Eigentümer müssen ein Gebäude nicht zwingend mit den typisierten
AfA-Prozentsätzen abschreiben. Sie können sich laut § 7 Absatz 4 Satz 2 Einkommensteuergesetz (EStG) auf eine kürzere
tatsächliche Nutzungsdauer berufen. Dabei können sie sich jeder geeigneten Methode bedienen, um nachzuweisen, dass ein Gebäude auf eine kürzere tatsächliche Nutzungsdauer ausgelegt ist als die AfA-Regeln vorsehen. Das hat der Bundesfinanzhof 2021 entschieden (Az. IX R 25/19).

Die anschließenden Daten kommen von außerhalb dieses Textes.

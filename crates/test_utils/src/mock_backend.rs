//! Mock Backend
//!
//! Serves canned responses on a random local port so the real HTTP client
//! can be exercised end to end. Routes are matched on method and path
//! (relative to `/api/v1`); every request is recorded for later assertions.
//!
//! ```rust,ignore
//! let backend = MockBackend::start().await;
//! backend.on("GET", "/claims/c1", MockResponse::data(json!({ ... })));
//! let client = backend.client(Session::in_memory(), Arc::new(RecordingNavigator::new()));
//! ```

use axum::body::{Body, Bytes};
use axum::extract::State;
use axum::http::{HeaderMap, Method, StatusCode, Uri};
use axum::response::Response;
use axum::Router;
use serde_json::{json, Value};
use std::collections::HashMap;
use std::net::SocketAddr;
use std::sync::{Arc, Mutex};
use tokio::net::TcpListener;
use tokio::task::JoinHandle;

use infra_client::{ApiClient, ClientConfig, Navigator, Session};

/// Path prefix of the portal API
pub const API_PREFIX: &str = "/api/v1";

/// A canned response
#[derive(Debug, Clone)]
pub struct MockResponse {
    pub status: u16,
    pub body: Vec<u8>,
    pub headers: Vec<(String, String)>,
}

impl MockResponse {
    /// Arbitrary JSON body
    pub fn json(status: u16, body: Value) -> Self {
        Self {
            status,
            body: body.to_string().into_bytes(),
            headers: vec![("content-type".to_string(), "application/json".to_string())],
        }
    }

    /// `200 {success: true, data}`
    pub fn data(data: Value) -> Self {
        Self::json(200, json!({ "success": true, "data": data }))
    }

    /// `200 {success: true, message}`
    pub fn ack(message: &str) -> Self {
        Self::json(200, json!({ "success": true, "message": message }))
    }

    /// Error status with the backend's `{success: false, message}` body
    pub fn error(status: u16, message: &str) -> Self {
        Self::json(status, json!({ "success": false, "message": message }))
    }

    /// Error status with a body the client cannot read
    pub fn bare_status(status: u16) -> Self {
        Self {
            status,
            body: b"<html>gateway error</html>".to_vec(),
            headers: vec![("content-type".to_string(), "text/html".to_string())],
        }
    }

    /// Binary download
    pub fn file(content_type: &str, bytes: &[u8], filename: Option<&str>) -> Self {
        let mut headers = vec![("content-type".to_string(), content_type.to_string())];
        if let Some(name) = filename {
            headers.push((
                "content-disposition".to_string(),
                format!("attachment; filename=\"{name}\""),
            ));
        }
        Self {
            status: 200,
            body: bytes.to_vec(),
            headers,
        }
    }
}

/// A request seen by the mock backend
#[derive(Debug, Clone, PartialEq)]
pub struct RecordedRequest {
    pub method: String,
    /// Path relative to `/api/v1`
    pub path: String,
    pub query: Option<String>,
    pub authorization: Option<String>,
    pub body: Option<Value>,
}

impl RecordedRequest {
    /// Value of a query string parameter
    pub fn query_param(&self, name: &str) -> Option<String> {
        self.query.as_deref()?.split('&').find_map(|pair| {
            let (key, value) = pair.split_once('=')?;
            (key == name).then(|| value.to_string())
        })
    }
}

#[derive(Default)]
struct MockState {
    routes: Mutex<HashMap<(String, String), MockResponse>>,
    requests: Mutex<Vec<RecordedRequest>>,
}

/// Running mock backend; stops when dropped
pub struct MockBackend {
    addr: SocketAddr,
    state: Arc<MockState>,
    server: JoinHandle<()>,
}

impl MockBackend {
    /// Binds to a free local port and starts serving
    pub async fn start() -> Self {
        let listener = TcpListener::bind("127.0.0.1:0")
            .await
            .expect("bind mock backend");
        let addr = listener.local_addr().expect("mock backend address");
        let state = Arc::new(MockState::default());

        let app = Router::new().fallback(respond).with_state(state.clone());
        let server = tokio::spawn(async move {
            let _ = axum::serve(listener, app).await;
        });

        Self { addr, state, server }
    }

    /// Base URL to hand to `ClientConfig`
    pub fn base_url(&self) -> String {
        format!("http://{}{}", self.addr, API_PREFIX)
    }

    /// Client pointed at this backend
    pub fn client(&self, session: Session, navigator: Arc<dyn Navigator>) -> ApiClient {
        ApiClient::new(ClientConfig::new(self.base_url()), session, navigator)
            .expect("build client")
    }

    /// Registers the response for `method path`; later registrations win
    pub fn on(&self, method: &str, path: &str, response: MockResponse) {
        self.state
            .routes
            .lock()
            .expect("routes")
            .insert((method.to_ascii_uppercase(), path.to_string()), response);
    }

    pub fn requests(&self) -> Vec<RecordedRequest> {
        self.state.requests.lock().expect("requests").clone()
    }

    pub fn last_request(&self) -> Option<RecordedRequest> {
        self.state.requests.lock().expect("requests").last().cloned()
    }

    /// Requests made to one path
    pub fn requests_to(&self, path: &str) -> Vec<RecordedRequest> {
        self.requests().into_iter().filter(|r| r.path == path).collect()
    }
}

impl Drop for MockBackend {
    fn drop(&mut self) {
        self.server.abort();
    }
}

async fn respond(
    State(state): State<Arc<MockState>>,
    method: Method,
    uri: Uri,
    headers: HeaderMap,
    body: Bytes,
) -> Response {
    let path = uri
        .path()
        .strip_prefix(API_PREFIX)
        .unwrap_or(uri.path())
        .to_string();

    let recorded = RecordedRequest {
        method: method.to_string(),
        path: path.clone(),
        query: uri.query().map(str::to_string),
        authorization: headers
            .get("authorization")
            .and_then(|v| v.to_str().ok())
            .map(str::to_string),
        body: serde_json::from_slice(&body).ok(),
    };
    state.requests.lock().expect("requests").push(recorded);

    let canned = state
        .routes
        .lock()
        .expect("routes")
        .get(&(method.to_string(), path))
        .cloned()
        .unwrap_or_else(|| MockResponse::error(404, "Route not found"));

    let mut builder = Response::builder()
        .status(StatusCode::from_u16(canned.status).unwrap_or(StatusCode::INTERNAL_SERVER_ERROR));
    for (name, value) in &canned.headers {
        builder = builder.header(name.as_str(), value.as_str());
    }
    builder
        .body(Body::from(canned.body))
        .expect("mock response")
}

Mit BMF-Schreiben vom 22. Februar hat die Finanzverwaltung festgelegt, nach welchen
Grundsätzen ein Steuerpflichtiger die AfA nach der kürzeren tatsächlichen Nutzungsdauer in Anspruch nahmen kann.
1. AfA von Gebäuden nach typisierten festen AfA-Sätzen
Der Gesetzgeber geht davon aus, dass im Regelfall die tatsächliche Nutzungsdauer eines Gebäudes die laut AfA angesetzte Dauer übertrifft. Eigentümer dürfen ein Gebäude auch weiterhin mit den typisierten, festgesetzten AfA-Sätzen abschreiben.

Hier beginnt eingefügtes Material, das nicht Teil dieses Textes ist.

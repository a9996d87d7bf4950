//! Dashboard loader
//!
//! The dashboard needs user statistics, policy statistics and the claims
//! list. The three requests run concurrently; the first failure fails the
//! whole load.

use serde::Serialize;
use tracing::{debug, instrument};

use domain_claims::{Claim, ClaimQuery, ClaimStatistics};
use domain_policy::PolicyStatistics;
use domain_users::UserStats;

use crate::claims::ClaimsApi;
use crate::client::ApiClient;
use crate::error::ClientError;
use crate::policies::PoliciesApi;
use crate::users::UsersApi;

/// Claims shown in the "latest claims" panel
pub const RECENT_CLAIMS: usize = 5;

/// Everything the dashboard renders
#[derive(Debug, Clone, PartialEq, Serialize)]
#[serde(rename_all = "camelCase")]
pub struct DashboardSummary {
    pub users: UserStats,
    pub policies: PolicyStatistics,
    pub claims: ClaimStatistics,
    pub recent_claims: Vec<Claim>,
}

/// Loads the dashboard in one round of concurrent requests
#[derive(Debug, Clone)]
pub struct Dashboard {
    users: UsersApi,
    policies: PoliciesApi,
    claims: ClaimsApi,
}

impl Dashboard {
    pub fn new(client: ApiClient) -> Self {
        Self {
            users: UsersApi::new(client.clone()),
            policies: PoliciesApi::new(client.clone()),
            claims: ClaimsApi::new(client),
        }
    }

    #[instrument(skip(self))]
    pub async fn load(&self) -> Result<DashboardSummary, ClientError> {
        let query = ClaimQuery::default();
        let (users, policies, claims) = tokio::try_join!(
            self.users.stats(),
            self.policies.statistics(),
            self.claims.list(&query),
        )?;

        debug!(claims = claims.len(), "Dashboard data loaded");
        Ok(summarize(users, policies, claims))
    }
}

fn summarize(
    users: UserStats,
    policies: PolicyStatistics,
    mut claims: Vec<Claim>,
) -> DashboardSummary {
    let statistics = ClaimStatistics::from_claims(&claims);
    claims.sort_by(|a, b| b.created_at.cmp(&a.created_at));
    claims.truncate(RECENT_CLAIMS);

    DashboardSummary {
        users,
        policies,
        claims: statistics,
        recent_claims: claims,
    }
}

#[cfg(test)]
mod tests {
    use super::*;
    use chrono::{TimeZone, Utc};
    use core_kernel::ClaimId;
    use domain_claims::{ClaimOption, ClaimStatus, ClaimType};
    use rust_decimal_macros::dec;

    fn claim(id: &str, day: u32, status: ClaimStatus) -> Claim {
        let mut claim = Claim::draft(
            ClaimId::new(id),
            ClaimType::Life,
            ClaimOption::Medication,
            dec!(100),
        );
        claim.status = status;
        claim.created_at = Some(Utc.with_ymd_and_hms(2024, 3, day, 8, 0, 0).unwrap());
        claim
    }

    #[test]
    fn test_summary_keeps_newest_claims_and_full_statistics() {
        let claims: Vec<_> = (1..=7)
            .map(|day| claim(&format!("c{day}"), day, ClaimStatus::Hr))
            .collect();

        let summary = summarize(UserStats::default(), PolicyStatistics::default(), claims);

        assert_eq!(summary.claims.total, 7);
        assert_eq!(summary.claims.count(ClaimStatus::Hr), 7);
        assert_eq!(summary.recent_claims.len(), RECENT_CLAIMS);
        assert_eq!(summary.recent_claims[0].id.as_str(), "c7");
        assert_eq!(summary.claims.total_requested, dec!(700));
    }
}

2. AfA von Gebäuden nach der kürzeren tatsächlichen Nutzungsdauer
Liegt im Ausnhamefall die tatsächliche Nutzungsdauer unter der nach AfA anzusetzenden Dauer, kann der Eigentümer das Gebäude nach tatsächlicher – kürzerer – Nutzungsdauer abschreiben (§ 7 Absatz 4 Satz 2 EStG):
- Wenn der Bauantrag oder der obligatorische Vertrag nach dem 31. März 1985 und vor dem 1. Januar 2001 gestellt bzw. rechtswirksam abgeschlossen wurde.

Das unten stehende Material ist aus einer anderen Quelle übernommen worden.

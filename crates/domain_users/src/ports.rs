//! User Domain Ports
//!
//! `UsersPort` defines the operations the admin screens need from the user
//! directory. The REST adapter in `infra_client` implements it against
//! `/api/v1/users`; `test_utils` provides an in-memory implementation.

use async_trait::async_trait;
use serde::Serialize;

use core_kernel::{PortError, Role, UserId};

use crate::user::{User, UserForm, UserStats, UserStatus};

/// Query parameters for listing users
#[derive(Debug, Clone, Default, PartialEq, Serialize)]
#[serde(rename_all = "camelCase")]
pub struct UserQuery {
    /// Filter by role
    #[serde(skip_serializing_if = "Option::is_none")]
    pub role: Option<Role>,
    /// Filter by account status
    #[serde(skip_serializing_if = "Option::is_none")]
    pub status: Option<UserStatus>,
    /// Free-text search over name and email
    #[serde(skip_serializing_if = "Option::is_none")]
    pub search: Option<String>,
    #[serde(skip_serializing_if = "Option::is_none")]
    pub page: Option<u32>,
    #[serde(skip_serializing_if = "Option::is_none")]
    pub limit: Option<u32>,
}

impl UserQuery {
    /// Creates a query to find by role
    pub fn by_role(role: Role) -> Self {
        Self {
            role: Some(role),
            ..Default::default()
        }
    }

    /// Adds pagination to the query
    pub fn paginate(mut self, page: u32, limit: u32) -> Self {
        self.page = Some(page);
        self.limit = Some(limit);
        self
    }
}

/// Port for the user directory
#[async_trait]
pub trait UsersPort: Send + Sync {
    async fn list_users(&self, query: &UserQuery) -> Result<Vec<User>, PortError>;

    async fn get_user(&self, id: &UserId) -> Result<User, PortError>;

    async fn create_user(&self, form: &UserForm) -> Result<User, PortError>;

    async fn update_user(&self, id: &UserId, form: &UserForm) -> Result<User, PortError>;

    async fn update_status(&self, id: &UserId, status: UserStatus) -> Result<User, PortError>;

    async fn delete_user(&self, id: &UserId) -> Result<(), PortError>;

    async fn stats_overview(&self) -> Result<UserStats, PortError>;
}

- Wenn der Bauantrag oder der obligatorische Vertrag nach dem 31. Dezember 2000 gestellt bzw. rechtswirksam abgeschlossen wurde.
Bei einem Gebäude, das die oben genannten Voraussetzungen nicht erfüllt, ist die Abschreibung nach einer verkürzten tatsächlichen Nutzungsdauer möglich, wenn
- das Gebäude nach dem 31. Dezember 2022 fertiggestellt wurde,
- das Gebäude vor dem 1. Januar 2023 und nach dem 31. Dezember 1924 fertiggestellt wurde oder
- das Gebäude vor dem 1. Januar 1925 fertiggestellt wurde.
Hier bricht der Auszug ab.